Si les casques bleus ne peuvent évidemment pas s’immiscer dans les affaires judiciaires congolaises, leur présence n’empêche pas les rafles d’opposants, comme celle des activistes de Y’en a marre, Balai citoyen, Filimbi et de la Lucha il y a deux semaines. Si le patron de la Monusco, Martin Kobler, proteste régulièrement contre les violations des droits de l’homme, ses recommandations sont le plus souvent restées lettre morte.

Dernier rempart

Les Congolais sont, à juste raison, très critiques envers la Monusco, et beaucoup se demandent si la situation serait meilleure sans les casques bleus. 

A cette question, la majorité des ONG et des organisations de la société civile et des droits de l’homme répondent par la négative et plaident pour la reconduction et même le renforcement de la Monusco. 

Car, si les populations sont souvent en colère contre des casques bleus qui « ne font rien », elles sont les premières à se plaindre lorsqu’une base de la Monusco quitte leur région. 

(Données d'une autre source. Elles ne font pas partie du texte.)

//! Scheduler configuration.
//!
//! Every field has a default, so a partial JSON object (or `{}`)
//! deserializes into a usable configuration.

use serde::{Deserialize, Serialize};
use std::time::Duration;

use crate::ranking::RankWeights;

/// Default backtrack budget.
pub const DEFAULT_MAX_BACKTRACKS: u64 = 200_000;

/// Default cap on occurrences of one subject per class per day.
pub const DEFAULT_MAX_DAILY_OCCURRENCES: u32 = 2;

/// Tuning knobs of a scheduling run.
///
/// # Example
/// ```
/// use u_timetable::config::SchedulerConfig;
///
/// let config = SchedulerConfig::default()
///     .with_max_backtracks(10_000)
///     .with_time_limit_ms(500);
/// assert_eq!(config.max_daily_occurrences, Some(2));
/// ```
#[derive(Debug, Clone, PartialEq, Serialize, Deserialize)]
#[serde(default)]
pub struct SchedulerConfig {
    /// Backtrack steps allowed before giving up.
    pub max_backtracks: u64,
    /// Wall-clock limit in milliseconds (`None` = unlimited).
    pub time_limit_ms: Option<u64>,
    /// Occurrences of one requirement allowed per day (`None` = unlimited).
    pub max_daily_occurrences: Option<u32>,
    /// Soft-rule weights used to order candidates.
    pub weights: RankWeights,
    /// Re-check every accepted timetable against all hard constraints.
    pub verify_result: bool,
}

impl Default for SchedulerConfig {
    fn default() -> Self {
        Self {
            max_backtracks: DEFAULT_MAX_BACKTRACKS,
            time_limit_ms: None,
            max_daily_occurrences: Some(DEFAULT_MAX_DAILY_OCCURRENCES),
            weights: RankWeights::default(),
            verify_result: true,
        }
    }
}

impl SchedulerConfig {
    /// Sets the backtrack budget.
    pub fn with_max_backtracks(mut self, max_backtracks: u64) -> Self {
        self.max_backtracks = max_backtracks;
        self
    }

    /// Sets a wall-clock limit.
    pub fn with_time_limit_ms(mut self, ms: u64) -> Self {
        self.time_limit_ms = Some(ms);
        self
    }

    /// Sets or clears the daily occurrence cap.
    pub fn with_max_daily_occurrences(mut self, limit: Option<u32>) -> Self {
        self.max_daily_occurrences = limit;
        self
    }

    /// Sets soft-rule weights.
    pub fn with_weights(mut self, weights: RankWeights) -> Self {
        self.weights = weights;
        self
    }

    /// Enables or disables result verification.
    pub fn with_verify_result(mut self, verify: bool) -> Self {
        self.verify_result = verify;
        self
    }

    /// Time limit as a [`Duration`].
    pub fn time_limit(&self) -> Option<Duration> {
        self.time_limit_ms.map(Duration::from_millis)
    }
}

La présence des casques constitue une sorte de « dernier rempart » dans la tension sécuritaire permanente qui règne en RDC. 

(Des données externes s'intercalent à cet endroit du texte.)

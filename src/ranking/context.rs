//! Search state visible to soft rules.

use crate::availability::AvailabilityIndex;
use crate::models::{LessonRequirement, Problem};

/// Read-only view of the problem and the current partial timetable.
#[derive(Debug, Clone, Copy)]
pub struct RankContext<'a> {
    /// The problem being solved.
    pub problem: &'a Problem,
    /// Occupancy after the placements made so far.
    pub index: &'a AvailabilityIndex,
}

impl<'a> RankContext<'a> {
    /// Creates a context.
    pub fn new(problem: &'a Problem, index: &'a AvailabilityIndex) -> Self {
        Self { problem, index }
    }

    /// Requirement by index.
    #[inline]
    pub fn requirement(&self, requirement: usize) -> &'a LessonRequirement {
        &self.problem.requirements()[requirement]
    }
}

Une digue que souhaite faire sauter Kinshasa pour pouvoir manoeuvrer politiquement à sa guise, loin du regard de la communauté internationale. 

Au final, la problématique de la Monusco n’est ni la durée de son mandat, ni son nombre, ni son coût (certes élevé), mais celle de son efficacité auprès des populations. 

Et, force est de constater que la répartition des troupes (souvent incompréhensible dans certaines zones), et leur efficience à combattre les groupes armés (la plupart du temps proche de zéro) doivent être réexaminées. 

Hélas, ce qui n’a pas été possible hier paraît bien peu réalisable aujourd’hui et le nouveau mandat de la Monusco, ne semble toujours pas tenir en compte des erreurs du passé. 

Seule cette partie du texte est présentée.